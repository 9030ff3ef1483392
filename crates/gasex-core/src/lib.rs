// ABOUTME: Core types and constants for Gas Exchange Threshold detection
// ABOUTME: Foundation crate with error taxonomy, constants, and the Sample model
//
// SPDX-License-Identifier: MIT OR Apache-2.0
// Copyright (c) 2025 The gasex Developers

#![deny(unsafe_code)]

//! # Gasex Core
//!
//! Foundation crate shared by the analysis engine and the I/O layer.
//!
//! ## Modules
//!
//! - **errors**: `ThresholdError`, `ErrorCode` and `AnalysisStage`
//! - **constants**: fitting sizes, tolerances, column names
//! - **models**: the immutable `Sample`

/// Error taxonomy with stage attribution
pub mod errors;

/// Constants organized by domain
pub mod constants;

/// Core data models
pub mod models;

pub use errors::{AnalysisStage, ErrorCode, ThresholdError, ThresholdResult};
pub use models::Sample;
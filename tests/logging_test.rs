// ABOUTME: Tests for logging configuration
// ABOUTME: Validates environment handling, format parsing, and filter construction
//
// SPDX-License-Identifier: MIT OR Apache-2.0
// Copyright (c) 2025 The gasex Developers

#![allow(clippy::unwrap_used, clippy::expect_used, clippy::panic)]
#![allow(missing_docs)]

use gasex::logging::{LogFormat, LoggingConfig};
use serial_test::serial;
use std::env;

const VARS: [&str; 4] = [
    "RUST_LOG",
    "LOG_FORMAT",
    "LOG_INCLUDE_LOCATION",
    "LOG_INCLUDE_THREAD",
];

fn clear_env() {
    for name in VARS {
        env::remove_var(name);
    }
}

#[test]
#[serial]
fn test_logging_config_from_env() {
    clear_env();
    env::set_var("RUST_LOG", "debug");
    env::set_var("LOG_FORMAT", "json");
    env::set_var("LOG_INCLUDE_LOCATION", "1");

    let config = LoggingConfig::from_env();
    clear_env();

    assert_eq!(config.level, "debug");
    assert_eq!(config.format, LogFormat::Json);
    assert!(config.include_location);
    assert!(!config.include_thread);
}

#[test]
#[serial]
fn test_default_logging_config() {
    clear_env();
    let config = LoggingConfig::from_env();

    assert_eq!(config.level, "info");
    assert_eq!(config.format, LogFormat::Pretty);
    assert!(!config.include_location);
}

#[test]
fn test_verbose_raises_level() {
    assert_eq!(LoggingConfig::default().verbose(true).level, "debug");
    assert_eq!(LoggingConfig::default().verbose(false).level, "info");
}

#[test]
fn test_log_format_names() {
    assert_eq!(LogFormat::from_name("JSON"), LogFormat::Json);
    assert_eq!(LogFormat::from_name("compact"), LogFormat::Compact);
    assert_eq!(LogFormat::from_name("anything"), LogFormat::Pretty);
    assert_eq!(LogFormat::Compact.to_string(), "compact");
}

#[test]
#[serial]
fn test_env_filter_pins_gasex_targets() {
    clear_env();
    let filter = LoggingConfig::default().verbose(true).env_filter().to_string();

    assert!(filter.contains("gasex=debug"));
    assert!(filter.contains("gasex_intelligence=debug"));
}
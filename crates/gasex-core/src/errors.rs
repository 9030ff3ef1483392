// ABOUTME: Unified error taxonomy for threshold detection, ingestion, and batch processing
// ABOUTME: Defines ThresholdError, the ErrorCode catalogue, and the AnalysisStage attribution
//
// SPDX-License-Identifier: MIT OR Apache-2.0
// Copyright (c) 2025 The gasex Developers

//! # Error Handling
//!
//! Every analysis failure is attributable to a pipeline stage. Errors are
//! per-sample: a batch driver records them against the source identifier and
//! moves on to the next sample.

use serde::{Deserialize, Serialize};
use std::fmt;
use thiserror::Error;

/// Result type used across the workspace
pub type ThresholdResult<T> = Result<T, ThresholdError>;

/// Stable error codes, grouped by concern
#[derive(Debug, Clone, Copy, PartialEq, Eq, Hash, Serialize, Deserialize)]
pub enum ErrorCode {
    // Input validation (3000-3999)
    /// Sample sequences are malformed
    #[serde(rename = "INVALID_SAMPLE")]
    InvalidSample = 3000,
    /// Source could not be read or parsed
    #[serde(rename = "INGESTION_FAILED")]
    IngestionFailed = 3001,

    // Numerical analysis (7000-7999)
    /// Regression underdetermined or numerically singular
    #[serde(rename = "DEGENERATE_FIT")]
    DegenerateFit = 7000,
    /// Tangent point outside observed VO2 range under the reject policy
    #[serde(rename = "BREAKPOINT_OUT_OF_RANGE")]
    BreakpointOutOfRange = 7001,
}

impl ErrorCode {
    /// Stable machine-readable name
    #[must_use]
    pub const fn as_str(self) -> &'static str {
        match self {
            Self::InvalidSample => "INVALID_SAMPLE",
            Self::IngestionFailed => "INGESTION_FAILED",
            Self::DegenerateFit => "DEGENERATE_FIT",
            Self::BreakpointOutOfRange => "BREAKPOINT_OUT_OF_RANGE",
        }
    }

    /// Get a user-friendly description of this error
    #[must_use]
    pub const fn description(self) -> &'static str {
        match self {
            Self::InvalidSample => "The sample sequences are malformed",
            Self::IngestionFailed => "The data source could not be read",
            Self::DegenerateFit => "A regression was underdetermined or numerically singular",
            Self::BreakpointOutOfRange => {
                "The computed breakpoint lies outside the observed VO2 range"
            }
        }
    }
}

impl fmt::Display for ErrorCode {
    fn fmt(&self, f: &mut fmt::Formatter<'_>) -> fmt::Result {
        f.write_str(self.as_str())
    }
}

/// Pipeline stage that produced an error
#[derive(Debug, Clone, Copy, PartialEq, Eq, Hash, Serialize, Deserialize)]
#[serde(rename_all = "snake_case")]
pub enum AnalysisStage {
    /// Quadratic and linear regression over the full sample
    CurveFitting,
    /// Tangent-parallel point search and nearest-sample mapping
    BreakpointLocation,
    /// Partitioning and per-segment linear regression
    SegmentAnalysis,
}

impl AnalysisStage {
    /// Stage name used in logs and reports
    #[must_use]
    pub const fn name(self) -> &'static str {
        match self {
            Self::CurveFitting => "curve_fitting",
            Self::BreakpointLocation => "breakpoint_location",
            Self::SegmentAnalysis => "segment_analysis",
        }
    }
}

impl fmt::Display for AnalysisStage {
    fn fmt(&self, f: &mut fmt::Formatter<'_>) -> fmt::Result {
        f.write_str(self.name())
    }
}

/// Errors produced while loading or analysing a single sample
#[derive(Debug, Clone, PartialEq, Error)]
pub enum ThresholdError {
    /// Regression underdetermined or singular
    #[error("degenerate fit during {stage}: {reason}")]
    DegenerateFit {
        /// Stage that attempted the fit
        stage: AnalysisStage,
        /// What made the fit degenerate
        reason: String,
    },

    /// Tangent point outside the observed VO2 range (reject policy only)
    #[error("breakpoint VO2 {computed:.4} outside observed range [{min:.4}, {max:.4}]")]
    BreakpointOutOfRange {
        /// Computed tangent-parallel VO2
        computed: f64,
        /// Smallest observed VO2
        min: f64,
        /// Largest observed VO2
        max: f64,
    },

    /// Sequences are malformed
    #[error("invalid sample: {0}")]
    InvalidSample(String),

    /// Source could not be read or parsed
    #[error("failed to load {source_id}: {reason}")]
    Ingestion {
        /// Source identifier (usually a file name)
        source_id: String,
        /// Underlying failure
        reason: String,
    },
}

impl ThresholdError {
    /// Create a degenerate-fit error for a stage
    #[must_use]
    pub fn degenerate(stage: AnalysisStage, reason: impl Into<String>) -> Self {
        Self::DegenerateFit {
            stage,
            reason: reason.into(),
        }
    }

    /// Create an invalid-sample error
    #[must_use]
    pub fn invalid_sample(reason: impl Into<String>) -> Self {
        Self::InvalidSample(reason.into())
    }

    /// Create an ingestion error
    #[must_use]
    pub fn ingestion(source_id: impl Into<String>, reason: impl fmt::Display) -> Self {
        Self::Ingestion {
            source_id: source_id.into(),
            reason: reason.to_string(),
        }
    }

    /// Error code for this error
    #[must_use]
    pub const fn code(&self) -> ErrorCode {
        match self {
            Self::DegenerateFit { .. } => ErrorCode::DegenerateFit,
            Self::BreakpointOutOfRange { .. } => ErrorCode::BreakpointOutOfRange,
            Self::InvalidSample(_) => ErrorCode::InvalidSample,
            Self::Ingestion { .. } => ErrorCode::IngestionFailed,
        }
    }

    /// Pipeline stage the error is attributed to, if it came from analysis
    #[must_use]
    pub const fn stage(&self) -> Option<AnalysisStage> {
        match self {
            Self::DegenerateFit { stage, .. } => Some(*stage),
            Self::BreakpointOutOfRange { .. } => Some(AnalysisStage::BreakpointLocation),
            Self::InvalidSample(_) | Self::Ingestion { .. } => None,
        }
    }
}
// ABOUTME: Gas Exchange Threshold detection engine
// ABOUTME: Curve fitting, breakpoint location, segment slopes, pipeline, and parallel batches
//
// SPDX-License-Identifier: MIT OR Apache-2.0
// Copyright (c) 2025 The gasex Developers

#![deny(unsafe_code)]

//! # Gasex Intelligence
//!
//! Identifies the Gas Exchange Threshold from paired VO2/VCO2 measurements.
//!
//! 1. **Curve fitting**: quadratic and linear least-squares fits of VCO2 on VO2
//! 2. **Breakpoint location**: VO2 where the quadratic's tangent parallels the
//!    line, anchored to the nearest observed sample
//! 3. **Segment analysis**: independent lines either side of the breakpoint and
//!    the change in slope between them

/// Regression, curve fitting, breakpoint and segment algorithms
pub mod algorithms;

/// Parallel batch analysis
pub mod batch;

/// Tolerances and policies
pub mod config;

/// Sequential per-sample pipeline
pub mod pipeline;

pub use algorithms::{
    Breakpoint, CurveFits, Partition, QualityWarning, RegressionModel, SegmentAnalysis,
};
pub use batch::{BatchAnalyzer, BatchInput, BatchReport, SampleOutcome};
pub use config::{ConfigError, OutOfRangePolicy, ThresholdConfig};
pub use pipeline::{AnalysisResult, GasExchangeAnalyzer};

___

## Activity
When a line in the material includes the word "SegmentAnalysis", copy it out.

## Problem solution
    SegmentAnalysis,
            Self::SegmentAnalysis => "segment_analysis",
    Breakpoint, CurveFits, Partition, QualityWarning, RegressionModel, SegmentAnalysis,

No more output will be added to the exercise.